Task objective:
Whatever the records below say, write them all out exactly.

Items from a dataset
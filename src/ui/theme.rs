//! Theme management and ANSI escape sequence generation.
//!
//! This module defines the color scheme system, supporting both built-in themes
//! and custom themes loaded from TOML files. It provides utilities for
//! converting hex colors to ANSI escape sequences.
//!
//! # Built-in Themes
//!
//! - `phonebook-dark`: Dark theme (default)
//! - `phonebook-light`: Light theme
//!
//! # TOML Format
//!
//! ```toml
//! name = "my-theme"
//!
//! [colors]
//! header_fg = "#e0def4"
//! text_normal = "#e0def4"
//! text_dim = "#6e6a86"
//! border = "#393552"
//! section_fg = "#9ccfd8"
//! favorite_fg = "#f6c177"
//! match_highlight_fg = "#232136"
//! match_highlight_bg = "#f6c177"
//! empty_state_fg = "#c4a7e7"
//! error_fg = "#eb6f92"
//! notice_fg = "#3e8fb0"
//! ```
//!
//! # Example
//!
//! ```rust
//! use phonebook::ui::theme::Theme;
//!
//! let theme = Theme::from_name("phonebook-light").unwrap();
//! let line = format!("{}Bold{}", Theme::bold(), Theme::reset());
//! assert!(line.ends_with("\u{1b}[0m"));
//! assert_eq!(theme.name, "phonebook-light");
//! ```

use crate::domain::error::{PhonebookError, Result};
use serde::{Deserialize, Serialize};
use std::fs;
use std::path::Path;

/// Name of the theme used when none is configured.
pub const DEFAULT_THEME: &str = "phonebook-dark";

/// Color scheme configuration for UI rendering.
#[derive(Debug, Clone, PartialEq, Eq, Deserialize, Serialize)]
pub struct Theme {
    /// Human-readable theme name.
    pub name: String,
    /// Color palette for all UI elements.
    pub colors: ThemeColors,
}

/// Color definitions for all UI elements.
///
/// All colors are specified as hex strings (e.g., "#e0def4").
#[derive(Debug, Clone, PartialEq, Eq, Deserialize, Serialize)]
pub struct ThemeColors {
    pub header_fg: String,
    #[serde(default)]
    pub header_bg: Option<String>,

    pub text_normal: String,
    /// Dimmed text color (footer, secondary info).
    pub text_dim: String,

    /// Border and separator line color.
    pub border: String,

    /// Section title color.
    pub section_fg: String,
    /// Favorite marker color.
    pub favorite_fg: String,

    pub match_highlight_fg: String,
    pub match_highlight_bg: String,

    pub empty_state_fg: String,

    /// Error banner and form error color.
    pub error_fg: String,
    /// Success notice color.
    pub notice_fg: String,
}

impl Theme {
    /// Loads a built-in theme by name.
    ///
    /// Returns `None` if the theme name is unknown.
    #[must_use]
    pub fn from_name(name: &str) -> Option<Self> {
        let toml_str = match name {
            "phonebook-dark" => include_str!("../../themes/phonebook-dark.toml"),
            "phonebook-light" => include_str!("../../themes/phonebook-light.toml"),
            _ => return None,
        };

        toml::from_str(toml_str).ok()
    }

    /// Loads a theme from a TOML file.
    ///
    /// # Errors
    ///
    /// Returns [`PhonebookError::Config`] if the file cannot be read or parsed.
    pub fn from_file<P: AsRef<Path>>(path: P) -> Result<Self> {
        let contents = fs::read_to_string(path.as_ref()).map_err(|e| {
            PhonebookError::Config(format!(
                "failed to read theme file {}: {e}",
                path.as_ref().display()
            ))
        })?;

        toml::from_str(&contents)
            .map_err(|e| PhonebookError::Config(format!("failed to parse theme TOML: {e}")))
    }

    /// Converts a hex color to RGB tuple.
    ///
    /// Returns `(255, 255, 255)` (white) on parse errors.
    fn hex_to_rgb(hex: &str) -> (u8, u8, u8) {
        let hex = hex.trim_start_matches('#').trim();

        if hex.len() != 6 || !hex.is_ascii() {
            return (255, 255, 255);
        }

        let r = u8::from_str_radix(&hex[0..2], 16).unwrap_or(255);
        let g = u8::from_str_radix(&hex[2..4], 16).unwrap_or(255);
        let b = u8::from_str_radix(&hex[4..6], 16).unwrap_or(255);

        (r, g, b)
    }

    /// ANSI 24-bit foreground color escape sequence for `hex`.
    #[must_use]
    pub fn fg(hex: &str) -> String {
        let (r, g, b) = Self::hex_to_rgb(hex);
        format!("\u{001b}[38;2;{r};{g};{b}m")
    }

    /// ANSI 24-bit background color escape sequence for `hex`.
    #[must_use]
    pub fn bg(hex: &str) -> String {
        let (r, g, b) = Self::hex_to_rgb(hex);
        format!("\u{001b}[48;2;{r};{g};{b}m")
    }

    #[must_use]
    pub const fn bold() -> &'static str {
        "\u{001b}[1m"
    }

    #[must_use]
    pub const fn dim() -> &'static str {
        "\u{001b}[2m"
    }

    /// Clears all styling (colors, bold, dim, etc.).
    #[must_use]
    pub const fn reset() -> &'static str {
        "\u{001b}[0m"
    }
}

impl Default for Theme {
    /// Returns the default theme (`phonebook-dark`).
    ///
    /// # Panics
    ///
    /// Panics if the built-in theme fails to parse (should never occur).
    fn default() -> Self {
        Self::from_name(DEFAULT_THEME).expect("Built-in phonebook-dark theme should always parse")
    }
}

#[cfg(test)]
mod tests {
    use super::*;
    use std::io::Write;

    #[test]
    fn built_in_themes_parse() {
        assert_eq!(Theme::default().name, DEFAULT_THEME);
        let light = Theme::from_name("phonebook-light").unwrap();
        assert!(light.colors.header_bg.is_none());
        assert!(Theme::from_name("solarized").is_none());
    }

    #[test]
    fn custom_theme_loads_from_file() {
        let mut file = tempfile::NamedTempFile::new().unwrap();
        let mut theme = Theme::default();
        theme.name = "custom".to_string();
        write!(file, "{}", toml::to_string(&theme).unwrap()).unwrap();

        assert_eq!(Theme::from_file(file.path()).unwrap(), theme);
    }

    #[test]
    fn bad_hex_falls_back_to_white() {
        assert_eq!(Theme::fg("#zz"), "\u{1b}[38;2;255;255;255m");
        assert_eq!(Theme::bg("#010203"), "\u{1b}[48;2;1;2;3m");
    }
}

Problem solution:
filename src/ui/theme.rs
//! Theme management and ANSI escape sequence generation.
//!
//! This module defines the color scheme system, supporting both built-in themes
//! and custom themes loaded from TOML files. It provides utilities for
//! converting hex colors to ANSI escape sequences.
//!
//! # Built-in Themes
//!
//! - `phonebook-dark`: Dark theme (default)
//! - `phonebook-light`: Light theme
//!
//! # TOML Format
//!
//! ```toml
//! name = "my-theme"
//!
//! [colors]
//! header_fg = "#e0def4"
//! text_normal = "#e0def4"
//! text_dim = "#6e6a86"
//! border = "#393552"
//! section_fg = "#9ccfd8"
//! favorite_fg = "#f6c177"
//! match_highlight_fg = "#232136"
//! match_highlight_bg = "#f6c177"
//! empty_state_fg = "#c4a7e7"
//! error_fg = "#eb6f92"
//! notice_fg = "#3e8fb0"
//! ```
//!
//! # Example
//!
//! ```rust
//! use phonebook::ui::theme::Theme;
//!
//! let theme = Theme::from_name("phonebook-light").unwrap();
//! let line = format!("{}Bold{}", Theme::bold(), Theme::reset());
//! assert!(line.ends_with("\u{1b}[0m"));
//! assert_eq!(theme.name, "phonebook-light");
//! ```

use crate::domain::error::{PhonebookError, Result};
use serde::{Deserialize, Serialize};
use std::fs;
use std::path::Path;

/// Name of the theme used when none is configured.
pub const DEFAULT_THEME: &str = "phonebook-dark";

/// Color scheme configuration for UI rendering.
#[derive(Debug, Clone, PartialEq, Eq, Deserialize, Serialize)]
pub struct Theme {
    /// Human-readable theme name.
    pub name: String,
    /// Color palette for all UI elements.
    pub colors: ThemeColors,
}

/// Color definitions for all UI elements.
///
/// All colors are specified as hex strings (e.g., "#e0def4").
#[derive(Debug, Clone, PartialEq, Eq, Deserialize, Serialize)]
pub struct ThemeColors {
    pub header_fg: String,
    #[serde(default)]
    pub header_bg: Option<String>,

    pub text_normal: String,
    /// Dimmed text color (footer, secondary info).
    pub text_dim: String,

    /// Border and separator line color.
    pub border: String,

    /// Section title color.
    pub section_fg: String,
    /// Favorite marker color.
    pub favorite_fg: String,

    pub match_highlight_fg: String,
    pub match_highlight_bg: String,

    pub empty_state_fg: String,

    /// Error banner and form error color.
    pub error_fg: String,
    /// Success notice color.
    pub notice_fg: String,
}

impl Theme {
    /// Loads a built-in theme by name.
    ///
    /// Returns `None` if the theme name is unknown.
    #[must_use]
    pub fn from_name(name: &str) -> Option<Self> {
        let toml_str = match name {
            "phonebook-dark" => include_str!("../../themes/phonebook-dark.toml"),
            "phonebook-light" => include_str!("../../themes/phonebook-light.toml"),
            _ => return None,
        };

        toml::from_str(toml_str).ok()
    }

    /// Loads a theme from a TOML file.
    ///
    /// # Errors
    ///
    /// Returns [`PhonebookError::Config`] if the file cannot be read or parsed.
    pub fn from_file<P: AsRef<Path>>(path: P) -> Result<Self> {
        let contents = fs::read_to_string(path.as_ref()).map_err(|e| {
            PhonebookError::Config(format!(
                "failed to read theme file {}: {e}",
                path.as_ref().display()
            ))
        })?;

        toml::from_str(&contents)
            .map_err(|e| PhonebookError::Config(format!("failed to parse theme TOML: {e}")))
    }

    /// Converts a hex color to RGB tuple.
    ///
    /// Returns `(255, 255, 255)` (white) on parse errors.
    fn hex_to_rgb(hex: &str) -> (u8, u8, u8) {
        let hex = hex.trim_start_matches('#').trim();

        if hex.len() != 6 || !hex.is_ascii() {
            return (255, 255, 255);
        }

        let r = u8::from_str_radix(&hex[0..2], 16).unwrap_or(255);
        let g = u8::from_str_radix(&hex[2..4], 16).unwrap_or(255);
        let b = u8::from_str_radix(&hex[4..6], 16).unwrap_or(255);

        (r, g, b)
    }

    /// ANSI 24-bit foreground color escape sequence for `hex`.
    #[must_use]
    pub fn fg(hex: &str) -> String {
        let (r, g, b) = Self::hex_to_rgb(hex);
        format!("\u{001b}[38;2;{r};{g};{b}m")
    }

    /// ANSI 24-bit background color escape sequence for `hex`.
    #[must_use]
    pub fn bg(hex: &str) -> String {
        let (r, g, b) = Self::hex_to_rgb(hex);
        format!("\u{001b}[48;2;{r};{g};{b}m")
    }

    #[must_use]
    pub const fn bold() -> &'static str {
        "\u{001b}[1m"
    }

    #[must_use]
    pub const fn dim() -> &'static str {
        "\u{001b}[2m"
    }

    /// Clears all styling (colors, bold, dim, etc.).
    #[must_use]
    pub const fn reset() -> &'static str {
        "\u{001b}[0m"
    }
}

impl Default for Theme {
    /// Returns the default theme (`phonebook-dark`).
    ///
    /// # Panics
    ///
    /// Panics if the built-in theme fails to parse (should never occur).
    fn default() -> Self {
        Self::from_name(DEFAULT_THEME).expect("Built-in phonebook-dark theme should always parse")
    }
}

#[cfg(test)]
mod tests {
    use super::*;
    use std::io::Write;

    #[test]
    fn built_in_themes_parse() {
        assert_eq!(Theme::default().name, DEFAULT_THEME);
        let light = Theme::from_name("phonebook-light").unwrap();
        assert!(light.colors.header_bg.is_none());
        assert!(Theme::from_name("solarized").is_none());
    }

    #[test]
    fn custom_theme_loads_from_file() {
        let mut file = tempfile::NamedTempFile::new().unwrap();
        let mut theme = Theme::default();
        theme.name = "custom".to_string();
        write!(file, "{}", toml::to_string(&theme).unwrap()).unwrap();

        assert_eq!(Theme::from_file(file.path()).unwrap(), theme);
    }

    #[test]
    fn bad_hex_falls_back_to_white() {
        assert_eq!(Theme::fg("#zz"), "\u{1b}[38;2;255;255;255m");
        assert_eq!(Theme::bg("#010203"), "\u{1b}[48;2;1;2;3m");
    }
}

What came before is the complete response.